You seem to believe that a NPOV article on Kant would either prove him correct by a verificationist procedure, in which his work would have application outside philosophy, or discuss him as a "dead letter", a guy who as a matter of historical fact wrote a dreamy and prolix tome, which had documented effects on other guys. This isn't NPOV, it's POV on steroids.
It's news to me that philosophy's truth criterion is "practical applications, you bet", outside philosophy. Plato seems to have thought that the apprehension of the True cannot be analyzed beyond a direct intuition of the Forms. A view that for Plato was in fact the last remaining, the last sober man in a poker game, in fact the view that remained standing after the dialectical/Socratic demolition of other views (such as Thrasymachus' equation of Justice and implicitly Truth, with Power) is if baldly stated mystical and without practical application; Plato did not feel that people restricted to praxis, from Warriors to Artisans, should even learn philosophy.
Having said this, I would point out that philosophical training does have diffuse effects on other fields. The mathematical philosophy of intuitionism seems to derive from Kant and for me, the way in which the late computer scientist Dijkstra thought seems to have been influenced by an early exposure to Kant.

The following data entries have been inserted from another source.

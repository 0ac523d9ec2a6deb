//! Native client for the Google Generative Language API (`generateContent`).
//!
//! ## Request layout
//!
//! A single `user` turn whose parts are, in order:
//! 1. one `inlineData` part per [`ModelInputPart`] (base64 + MIME type)
//! 2. one `text` part carrying the review instruction
//!
//! plus a `generationConfig` object with temperature, top-p, top-k and the
//! output-token cap. The answer is the concatenated text of the first
//! candidate. No retries, no streaming.

use crate::config::{GenerationConfig, ReviewConfig};
use crate::error::ReviewError;
use crate::model::{ModelRequest, ModelResponse, RequestItem, ReviewModel};
use async_trait::async_trait;
use reqwest::StatusCode;
use serde::{Deserialize, Serialize};
use std::time::{Duration, Instant};
use tracing::{debug, warn};

/// Native Gemini client.
pub struct GeminiModel {
    http: reqwest::Client,
    api_key: String,
    base_url: String,
    model: String,
    generation: GenerationConfig,
    timeout_secs: u64,
}

impl std::fmt::Debug for GeminiModel {
    fn fmt(&self, f: &mut std::fmt::Formatter<'_>) -> std::fmt::Result {
        f.debug_struct("GeminiModel")
            .field("base_url", &self.base_url)
            .field("model", &self.model)
            .field("generation", &self.generation)
            .finish()
    }
}

impl GeminiModel {
    /// Provider label used in logs and errors.
    pub const PROVIDER: &'static str = "gemini";

    /// Build a client from the review configuration.
    ///
    /// # Errors
    /// [`ReviewError::MissingApiKey`] when `config.api_key` is unset or blank.
    pub fn from_config(config: &ReviewConfig) -> Result<Self, ReviewError> {
        let api_key = config
            .api_key
            .as_deref()
            .map(str::trim)
            .filter(|k| !k.is_empty())
            .ok_or(ReviewError::MissingApiKey)?
            .to_string();

        let http = reqwest::Client::builder()
            .timeout(Duration::from_secs(config.request_timeout_secs))
            .build()
            .map_err(|e| ReviewError::Internal(format!("Failed to create HTTP client: {e}")))?;

        Ok(Self {
            http,
            api_key,
            base_url: config.api_base_url.trim_end_matches('/').to_string(),
            model: config.model.trim_start_matches("models/").to_string(),
            generation: config.generation,
            timeout_secs: config.request_timeout_secs,
        })
    }

    fn endpoint(&self) -> String {
        format!(
            "{}/v1beta/models/{}:generateContent",
            self.base_url, self.model
        )
    }
}

#[async_trait]
impl ReviewModel for GeminiModel {
    fn name(&self) -> &str {
        Self::PROVIDER
    }

    async fn generate(&self, request: &ModelRequest) -> Result<ModelResponse, ReviewError> {
        let body = build_request_body(request, self.generation);
        let start = Instant::now();

        let response = self
            .http
            .post(self.endpoint())
            .header("x-goog-api-key", &self.api_key)
            .json(&body)
            .send()
            .await
            .map_err(|e| {
                if e.is_timeout() {
                    ReviewError::ModelTimeout {
                        secs: self.timeout_secs,
                    }
                } else {
                    ReviewError::ModelApi {
                        status: None,
                        message: e.to_string(),
                    }
                }
            })?;

        let status = response.status();
        if !status.is_success() {
            let retry_after = response
                .headers()
                .get(reqwest::header::RETRY_AFTER)
                .and_then(|v| v.to_str().ok())
                .and_then(|v| v.trim().parse::<u64>().ok());
            let text = response
                .text()
                .await
                .unwrap_or_else(|_| "Unknown error".to_string());
            warn!("Gemini returned HTTP {}", status);
            return Err(status_error(status, &text, retry_after));
        }

        let parsed: GenerateContentResponse =
            response.json().await.map_err(|e| ReviewError::ModelApi {
                status: Some(status.as_u16()),
                message: format!("Failed to parse response body: {e}"),
            })?;

        let result = extract_response(parsed)?;
        debug!(
            "Gemini: {} input tokens, {} output tokens, {:?}",
            result.input_tokens,
            result.output_tokens,
            start.elapsed()
        );
        Ok(result)
    }
}

// ── Wire types ───────────────────────────────────────────────────────────────

#[derive(Debug, Serialize)]
#[serde(rename_all = "camelCase")]
struct GenerateContentRequest<'a> {
    contents: Vec<Content<'a>>,
    generation_config: GenerationConfig,
}

#[derive(Debug, Serialize)]
struct Content<'a> {
    role: &'static str,
    parts: Vec<WirePart<'a>>,
}

#[derive(Debug, Serialize)]
#[serde(untagged)]
enum WirePart<'a> {
    InlineData {
        #[serde(rename = "inlineData")]
        inline_data: InlineData<'a>,
    },
    Text {
        text: &'a str,
    },
}

#[derive(Debug, Serialize)]
#[serde(rename_all = "camelCase")]
struct InlineData<'a> {
    mime_type: &'a str,
    data: &'a str,
}

#[derive(Debug, Default, Deserialize)]
#[serde(rename_all = "camelCase")]
struct GenerateContentResponse {
    #[serde(default)]
    candidates: Vec<Candidate>,
    prompt_feedback: Option<PromptFeedback>,
    usage_metadata: Option<UsageMetadata>,
}

#[derive(Debug, Deserialize)]
#[serde(rename_all = "camelCase")]
struct Candidate {
    content: Option<CandidateContent>,
    finish_reason: Option<String>,
}

#[derive(Debug, Deserialize)]
struct CandidateContent {
    #[serde(default)]
    parts: Vec<ResponsePart>,
}

#[derive(Debug, Deserialize)]
struct ResponsePart {
    text: Option<String>,
}

#[derive(Debug, Deserialize)]
#[serde(rename_all = "camelCase")]
struct PromptFeedback {
    block_reason: Option<String>,
}

#[derive(Debug, Deserialize)]
#[serde(rename_all = "camelCase")]
struct UsageMetadata {
    #[serde(default)]
    prompt_token_count: u64,
    #[serde(default)]
    candidates_token_count: u64,
}

#[derive(Debug, Deserialize)]
struct ErrorEnvelope {
    error: ErrorBody,
}

#[derive(Debug, Deserialize)]
struct ErrorBody {
    message: String,
}

// ── Helpers ──────────────────────────────────────────────────────────────────

fn build_request_body(request: &ModelRequest, generation: GenerationConfig) -> GenerateContentRequest<'_> {
    let parts = request
        .items()
        .map(|item| match item {
            RequestItem::Part(part) => WirePart::InlineData {
                inline_data: InlineData {
                    mime_type: &part.media_type,
                    data: &part.data,
                },
            },
            RequestItem::Instruction(text) => WirePart::Text { text },
        })
        .collect();

    GenerateContentRequest {
        contents: vec![Content { role: "user", parts }],
        generation_config: generation,
    }
}

/// The text accessor: concatenated text parts of the first candidate.
fn extract_response(response: GenerateContentResponse) -> Result<ModelResponse, ReviewError> {
    if let Some(reason) = response
        .prompt_feedback
        .as_ref()
        .and_then(|f| f.block_reason.clone())
    {
        return Err(ReviewError::Blocked { reason });
    }

    let (input_tokens, output_tokens) = response
        .usage_metadata
        .as_ref()
        .map(|u| (u.prompt_token_count, u.candidates_token_count))
        .unwrap_or_default();

    let candidate = response
        .candidates
        .into_iter()
        .next()
        .ok_or(ReviewError::EmptyResponse)?;

    let text: String = candidate
        .content
        .map(|c| c.parts.into_iter().filter_map(|p| p.text).collect())
        .unwrap_or_default();

    if text.trim().is_empty() {
        return match candidate.finish_reason.as_deref() {
            Some(reason @ ("SAFETY" | "RECITATION" | "BLOCKLIST" | "PROHIBITED_CONTENT")) => {
                Err(ReviewError::Blocked {
                    reason: reason.to_string(),
                })
            }
            _ => Err(ReviewError::EmptyResponse),
        };
    }

    Ok(ModelResponse {
        text,
        input_tokens,
        output_tokens,
    })
}

fn status_error(status: StatusCode, body: &str, retry_after_secs: Option<u64>) -> ReviewError {
    let message = serde_json::from_str::<ErrorEnvelope>(body)
        .map(|e| e.error.message)
        .unwrap_or_else(|_| body.trim().to_string());

    match status {
        StatusCode::UNAUTHORIZED | StatusCode::FORBIDDEN => ReviewError::AuthError {
            provider: GeminiModel::PROVIDER.to_string(),
            detail: message,
        },
        StatusCode::TOO_MANY_REQUESTS => ReviewError::RateLimitExceeded {
            provider: GeminiModel::PROVIDER.to_string(),
            retry_after_secs,
        },
        _ => ReviewError::ModelApi {
            status: Some(status.as_u16()),
            message,
        },
    }
}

But, the recent set-of-views which in their reified precision, English and American analysis, seem to have practical applications turn out to follow developments in praxis from symbolic logic and physics and not lead. No mathematician or physicist seems to apply Carnap's work, for example.
No, philosophy doesn't look outside philosophy for a FINAL judgement on truth (although Martha Nussbaum, a contemporary philosopher, does question the separation of philosophical from emotional and social truth). The truth in the most memorable (best?) works seems to be a predicate of the whole such that one has to journey all the way, after which one simultaneously has a lot of questions but also, having seen the architecture, acknowledges "muss ess sein".
But the biggest error, Mr. Holmes, you make, with all due respect, is that you short-circuit the philosophical venture by means of a philosophical assertion, the verificationist critique. For Martha Nussbaum, in her work grounded on Hellenistic thought, the question as to whether philosophical truth would be comforting/ennobling outside philosophy is raised but not answered; her challenge is to philosophers who believe that it should not be.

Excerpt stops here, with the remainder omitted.